Examen du coude: Évaluation neuronale
Pour compléter l’examen musculosquelettique du coude, il importe, dans certaines situations, de terminer votre séquence avec une analyse attentive des structures neurovasculaires environnantes. Quelques structures neurovasculaires peuvent être comprimées au niveau du coude pour donner des douleurs à cet endroit.
- Signe de Tinnel du coude
- Test de la pince pollici-digitale termino-terminale (Test du O)
Examen du coude: Signe de Tinnel
- Sert à évaluer l’intégrité du nerf ulnaire dans la gouttière ulnaire située postérieurement à l’épicondyle médial et en médial par rapport à l’olécrane.

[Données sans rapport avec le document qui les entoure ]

//! Period labels and the bilingual calendar
//!
//! Payroll periods arrive as "January 2024", "Enero 2024" or plain ISO dates.
//! Everything resolves to a `CalendarMonth`, which sorts chronologically.

use chrono::{DateTime, Datelike, NaiveDate, NaiveDateTime};
use serde::{Deserialize, Serialize};
use std::fmt;
use std::str::FromStr;

/// Canonical month keys used by month-valued inputs
pub const SPANISH_MONTHS: [&str; 12] = [
    "Enero", "Febrero", "Marzo", "Abril", "Mayo", "Junio",
    "Julio", "Agosto", "Septiembre", "Octubre", "Noviembre", "Diciembre",
];

/// Canonical quarter keys used by quarter-valued inputs
pub const QUARTER_KEYS: [&str; 4] = ["Q1", "Q2", "Q3", "Q4"];

const MONTH_NAMES: [(&str, u32); 25] = [
    ("january", 1), ("february", 2), ("march", 3), ("april", 4),
    ("may", 5), ("june", 6), ("july", 7), ("august", 8),
    ("september", 9), ("october", 10), ("november", 11), ("december", 12),
    ("enero", 1), ("febrero", 2), ("marzo", 3), ("abril", 4),
    ("mayo", 5), ("junio", 6), ("julio", 7), ("agosto", 8),
    ("septiembre", 9), ("setiembre", 9), ("octubre", 10), ("noviembre", 11),
    ("diciembre", 12),
];

const DATE_FORMATS: [&str; 3] = ["%Y-%m-%d", "%Y/%m/%d", "%d/%m/%Y"];
const DATETIME_FORMATS: [&str; 2] = ["%Y-%m-%d %H:%M:%S", "%Y-%m-%dT%H:%M:%S"];

/// Look up a month number (1-12) by English or Spanish name, case-insensitive
pub fn month_number(name: &str) -> Option<u32> {
    let lowered = name.trim().to_lowercase();
    MONTH_NAMES
        .iter()
        .find(|(candidate, _)| *candidate == lowered)
        .map(|&(_, number)| number)
}

/// Fiscal quarter of the calendar year
#[derive(Debug, Clone, Copy, PartialEq, Eq, PartialOrd, Ord, Hash, Serialize, Deserialize)]
pub enum Quarter {
    Q1,
    Q2,
    Q3,
    Q4,
}

impl Quarter {
    const ALL: [Quarter; 4] = [Quarter::Q1, Quarter::Q2, Quarter::Q3, Quarter::Q4];

    /// Quarter containing a month (1-12); None for any other number
    pub fn from_month(month: u32) -> Option<Self> {
        match month {
            1..=12 => Some(Self::ALL[((month - 1) / 3) as usize]),
            _ => None,
        }
    }

    /// Zero-based index, used for goal table lookups
    pub fn index(&self) -> usize {
        match self {
            Quarter::Q1 => 0,
            Quarter::Q2 => 1,
            Quarter::Q3 => 2,
            Quarter::Q4 => 3,
        }
    }

    pub fn as_str(&self) -> &'static str {
        QUARTER_KEYS[self.index()]
    }
}

impl FromStr for Quarter {
    type Err = String;

    fn from_str(s: &str) -> Result<Self, Self::Err> {
        match s.trim().to_uppercase().as_str() {
            "Q1" => Ok(Quarter::Q1),
            "Q2" => Ok(Quarter::Q2),
            "Q3" => Ok(Quarter::Q3),
            "Q4" => Ok(Quarter::Q4),
            other => Err(format!("unknown quarter: {}", other)),
        }
    }
}

impl fmt::Display for Quarter {
    fn fmt(&self, f: &mut fmt::Formatter<'_>) -> fmt::Result {
        f.write_str(self.as_str())
    }
}

/// A calendar month, ordered chronologically
///
/// Only built through `new` or a parsed date, so the month is always 1-12.
#[derive(Debug, Clone, Copy, PartialEq, Eq, PartialOrd, Ord, Hash, Serialize)]
pub struct CalendarMonth {
    year: i32,
    month: u32,
}

impl CalendarMonth {
    /// Returns None when the month number is outside 1-12
    pub fn new(year: i32, month: u32) -> Option<Self> {
        NaiveDate::from_ymd_opt(year, month, 1).map(|_| Self { year, month })
    }

    pub fn year(&self) -> i32 {
        self.year
    }

    /// Month number, 1-12
    pub fn month(&self) -> u32 {
        self.month
    }

    pub fn first_day(&self) -> NaiveDate {
        NaiveDate::from_ymd_opt(self.year, self.month, 1).unwrap_or(NaiveDate::MIN)
    }

    pub fn quarter(&self) -> Quarter {
        Quarter::ALL[((self.month - 1) / 3) as usize]
    }

    /// Canonical Spanish month key, e.g. "Marzo"
    pub fn spanish_name(&self) -> &'static str {
        SPANISH_MONTHS[(self.month - 1) as usize]
    }

    fn from_date(date: NaiveDate) -> Self {
        Self {
            year: date.year(),
            month: date.month(),
        }
    }
}

impl fmt::Display for CalendarMonth {
    fn fmt(&self, f: &mut fmt::Formatter<'_>) -> fmt::Result {
        write!(f, "{:04}-{:02}", self.year, self.month)
    }
}

/// Parse a period label into its calendar month
///
/// Accepts date-like strings (resolved to their month) or "Month Year" with an
/// English or Spanish month name. Returns None when the label cannot be placed
/// on the calendar; callers then fall back to label ordering.
pub fn parse_period(text: &str) -> Option<CalendarMonth> {
    let txt = text.trim();
    if txt.is_empty() {
        return None;
    }

    if let Some(date) = parse_date_like(txt) {
        return Some(CalendarMonth::from_date(date));
    }

    let normalized = txt.replace(['-', '/'], " ");
    let mut parts = normalized.split_whitespace();
    let month_token = parts.next()?;
    let year_token = parts.next()?;

    let year: i32 = year_token.parse().ok()?;
    let month = month_number(month_token)?;
    CalendarMonth::new(year, month)
}

fn parse_date_like(txt: &str) -> Option<NaiveDate> {
    for format in DATE_FORMATS {
        if let Ok(date) = NaiveDate::parse_from_str(txt, format) {
            return Some(date);
        }
    }
    for format in DATETIME_FORMATS {
        if let Ok(datetime) = NaiveDateTime::parse_from_str(txt, format) {
            return Some(datetime.date());
        }
    }
    if let Ok(datetime) = DateTime::parse_from_rfc3339(txt) {
        return Some(datetime.date_naive());
    }

    // Year-month only: "2024-03" or "2024/03"
    let mut pieces = txt.split(['-', '/']);
    let (year, month) = (pieces.next()?, pieces.next()?);
    if pieces.next().is_some() || year.len() != 4 {
        return None;
    }
    NaiveDate::from_ymd_opt(year.parse().ok()?, month.parse().ok()?, 1)
}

- Lors d’un traumatisme direct, une sensation d’irradiation immédiate est ressentie tout au long de l’avant-bras jusqu’à la main.
- Le nerf ulnaire innerve les muscles fléchisseurs médiaux du poignet et des doigts. Il innerve aussi les muscles intrinsèques de la main (ABDucteurs et ADDucteurs). Certaines pathologies causent une compression de ce nerf et il en résulte des symptômes de douleurs neuropathiques.
- Pour effectuer cet examen, placez le coude du patient en 90° de flexion. Repérez la gouttière ulnaire, et effectuez une percussion le long du chemin du nerf ulnaire (de proximal à distal) à l’aide de votre index ou de votre majeur.
- Le résultat du test est positif s’il y a une reproduction des symptômes du patient, particulièrement une paresthésie ou un élancement au niveau de l’avant-bras.